Turkish daily newspaper

Evrensel (Universal) is a Turkish daily newspaper.

==History and profile==
Evrensel was founded on 7 June 1995. The issues captured and written are from a socialist perspective. The paper is different from other Turkish newspapers in that it presents an in-depth research into issues surrounding the workers unions. In 2017, newspaper started an English version of news.

=== Ban on public advertisements ===
In 2019, Turkey's Press Advertisement Agency (BİK) imposed a suspension on Evrensel newspaper, blocking its access to government advertisements.

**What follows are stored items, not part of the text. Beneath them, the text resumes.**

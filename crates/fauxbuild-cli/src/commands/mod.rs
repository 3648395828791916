//! Command dispatch and handler modules.

mod gen;
mod run;

use miette::Result;

use crate::cli::{Cli, Command};

/// Route a parsed CLI invocation to the appropriate command handler.
pub async fn dispatch(cli: Cli) -> Result<()> {
    match cli.command {
        Command::Run {
            dir,
            snapshot,
            threads,
            compiler,
            seed,
            time_scale,
            quiet,
        } => {
            let opts = fauxbuild_ops::ops_run::RunOptions {
                kind: compiler.into(),
                jobs: threads,
                seed,
                time_scale,
                quiet,
            };
            run::exec(dir, snapshot, &opts).await
        }
        Command::Gen {
            dir,
            output,
            compiler,
            seed,
        } => gen::exec(&dir, output, compiler.into(), seed),
    }
}
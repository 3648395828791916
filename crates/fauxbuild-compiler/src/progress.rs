//! Progress reporting around dispatch and commit.

use std::fmt;
use std::sync::{Mutex, PoisonError};
use std::time::Instant;

use fauxbuild_resolver::{PackageGraph, PackageId};
use fauxbuild_util::progress::{building_bar, status, status_line};
use indicatif::ProgressBar;

/// What a reporter is told about a package.
#[derive(Debug, Clone, PartialEq, Eq)]
pub struct TaskLabel {
    pub name: String,
    pub version: String,
    /// Directory of the package when it is a build target.
    pub path: Option<String>,
}

impl TaskLabel {
    pub fn for_package(graph: &PackageGraph, id: PackageId) -> Self {
        let package = graph.package(id);
        Self {
            name: package.name().to_string(),
            version: package.version().to_string(),
            path: graph.target_path(id).map(str::to_string),
        }
    }
}

impl fmt::Display for TaskLabel {
    fn fmt(&self, f: &mut fmt::Formatter<'_>) -> fmt::Result {
        write!(f, "{} v{}", self.name, self.version)?;
        if let Some(path) = &self.path {
            write!(f, " ({path})")?;
        }
        Ok(())
    }
}

/// Observer of a build run. Called synchronously from the worker pool.
pub trait ProgressReporter: Send + Sync {
    fn announce_total(&self, total: usize);
    fn on_start(&self, task: &TaskLabel);
    fn on_complete(&self, task: &TaskLabel);
    fn prologue(&self) {}
    fn epilogue(&self) {}
}

/// Reports nothing.
#[derive(Debug, Clone, Copy, Default)]
pub struct SilentProgress;

impl ProgressReporter for SilentProgress {
    fn announce_total(&self, _total: usize) {}
    fn on_start(&self, _task: &TaskLabel) {}
    fn on_complete(&self, _task: &TaskLabel) {}
}

/// Output shaped like `cargo build --release`.
///
/// ```text
///    Compiling serde v1.0.195
///    Compiling app v0.1.0 (/work/app)
///     Building [=====>                     ] 12/40: tokio, syn
///     Finished `release` profile [optimized] target(s) in 3.21s
/// ```
pub struct CargoProgress {
    bar: ProgressBar,
    state: Mutex<BarState>,
}

#[derive(Default)]
struct BarState {
    started: Option<Instant>,
    /// Names of packages currently compiling, in start order.
    ongoing: Vec<String>,
}

impl CargoProgress {
    pub fn new() -> Self {
        Self {
            bar: building_bar(0),
            state: Mutex::new(BarState::default()),
        }
    }

    fn print(&self, label: &str, message: &str) {
        if self.bar.is_hidden() {
            status(label, message);
        } else {
            self.bar.println(status_line(label, message));
        }
    }

    fn refresh(&self, state: &BarState) {
        self.bar.set_message(state.ongoing.join(", "));
    }
}

impl Default for CargoProgress {
    fn default() -> Self {
        Self::new()
    }
}

impl ProgressReporter for CargoProgress {
    fn announce_total(&self, total: usize) {
        self.bar.set_length(total as u64);
    }

    fn on_start(&self, task: &TaskLabel) {
        let mut state = self.state.lock().unwrap_or_else(PoisonError::into_inner);
        state.ongoing.push(task.name.clone());
        self.print("Compiling", &task.to_string());
        self.bar.inc(1);
        self.refresh(&state);
    }

    fn on_complete(&self, task: &TaskLabel) {
        let mut state = self.state.lock().unwrap_or_else(PoisonError::into_inner);
        if let Some(pos) = state.ongoing.iter().position(|n| *n == task.name) {
            state.ongoing.remove(pos);
        }
        self.refresh(&state);
    }

    fn prologue(&self) {
        let mut state = self.state.lock().unwrap_or_else(PoisonError::into_inner);
        state.started = Some(Instant::now());
    }

    fn epilogue(&self) {
        let state = self.state.lock().unwrap_or_else(PoisonError::into_inner);
        let elapsed = state
            .started
            .map(|t| t.elapsed().as_secs_f64())
            .unwrap_or_default();
        self.bar.finish_and_clear();
        status(
            "Finished",
            &format!("`release` profile [optimized] target(s) in {elapsed:.2}s"),
        );
    }
}

#[cfg(test)]
mod tests {
    use super::*;

    #[test]
    fn label_includes_target_path() {
        let plain = TaskLabel {
            name: "serde".into(),
            version: "1.0.195".into(),
            path: None,
        };
        assert_eq!(plain.to_string(), "serde v1.0.195");

        let target = TaskLabel {
            path: Some("/work/app".into()),
            ..plain
        };
        assert_eq!(target.to_string(), "serde v1.0.195 (/work/app)");
    }

    #[test]
    fn ongoing_list_tracks_start_and_complete() {
        let progress = CargoProgress::new();
        progress.announce_total(2);
        let a = TaskLabel {
            name: "a".into(),
            version: "1.0.0".into(),
            path: None,
        };
        let b = TaskLabel {
            name: "b".into(),
            ..a.clone()
        };
        progress.on_start(&a);
        progress.on_start(&b);
        progress.on_complete(&a);
        let state = progress.state.lock().unwrap();
        assert_eq!(state.ongoing, vec!["b".to_string()]);
        assert_eq!(progress.bar.position(), 2);
    }
}
use std::path::PathBuf;

use fauxbuild_core::config::GlobalConfig;
use fauxbuild_ops::ops_run::{self, RunOptions};
use fauxbuild_ops::GraphSource;
use fauxbuild_util::errors::FauxError;
use miette::Result;

pub async fn exec(dir: Option<PathBuf>, snapshot: Option<PathBuf>, opts: &RunOptions) -> Result<()> {
    let source = match (dir, snapshot) {
        (Some(dir), None) => GraphSource::Directory(dir),
        (None, Some(path)) => GraphSource::Snapshot(path),
        _ => {
            return Err(FauxError::Generic {
                message: "pass exactly one of --dir or --config".to_string(),
            }
            .into())
        }
    };
    let config = GlobalConfig::load()?;
    ops_run::run(&source, opts, &config).await?;
    Ok(())
}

In August 2022, Turkish authorities permanently revoked the Evrensel daily's license to publish public advertisements, a vital revenue source for many newspapers. The cancellation, imposed by Turkey’s Press Advertising Agency (BİK), was based on allegations of "bulk buying" of newspapers in several provinces. Specifically, it was reported that 13 provincial and district organizations of the Labor Party (EMEP) collectively purchased 650 copies of Evrensel, and that a small number of individuals were purchasing multiple copies from dealers in İstanbul, Ankara, İzmir, and Kocaeli provinces.

This decision followed a previous ban on public ads that had been in place since September 2019, also based on similar accusations. Fatih Polat, the editor-in-chief of Evrensel, criticized the move, calling it a “political operation aimed at silencing” the newspaper. The Broadcasting and Printer Workers Union (DİSK BASIN-İŞ) also condemned the ban, describing BİK as a tool for economic control by the government.

Earlier, in August 2022, Turkey's Constitutional Court ruled that advertising bans imposed on BirGün, Sözcü, Cumhuriyet, and Evrensel, all critical of the ruling AKP, violated their rights to free speech and press freedom. The court ordered a reevaluation of the decisions and awarded the newspapers damages.

International press freedom organizations have called for Turkey to restore Evrensel's right to receive public advertisements.

==Incidents==
Metin Göktepe, the 27-year-old journalist whose death in police custody in 1996 caused public protests and outcry, was on duty as a reporter for Evrensel on the day of his detention and murder.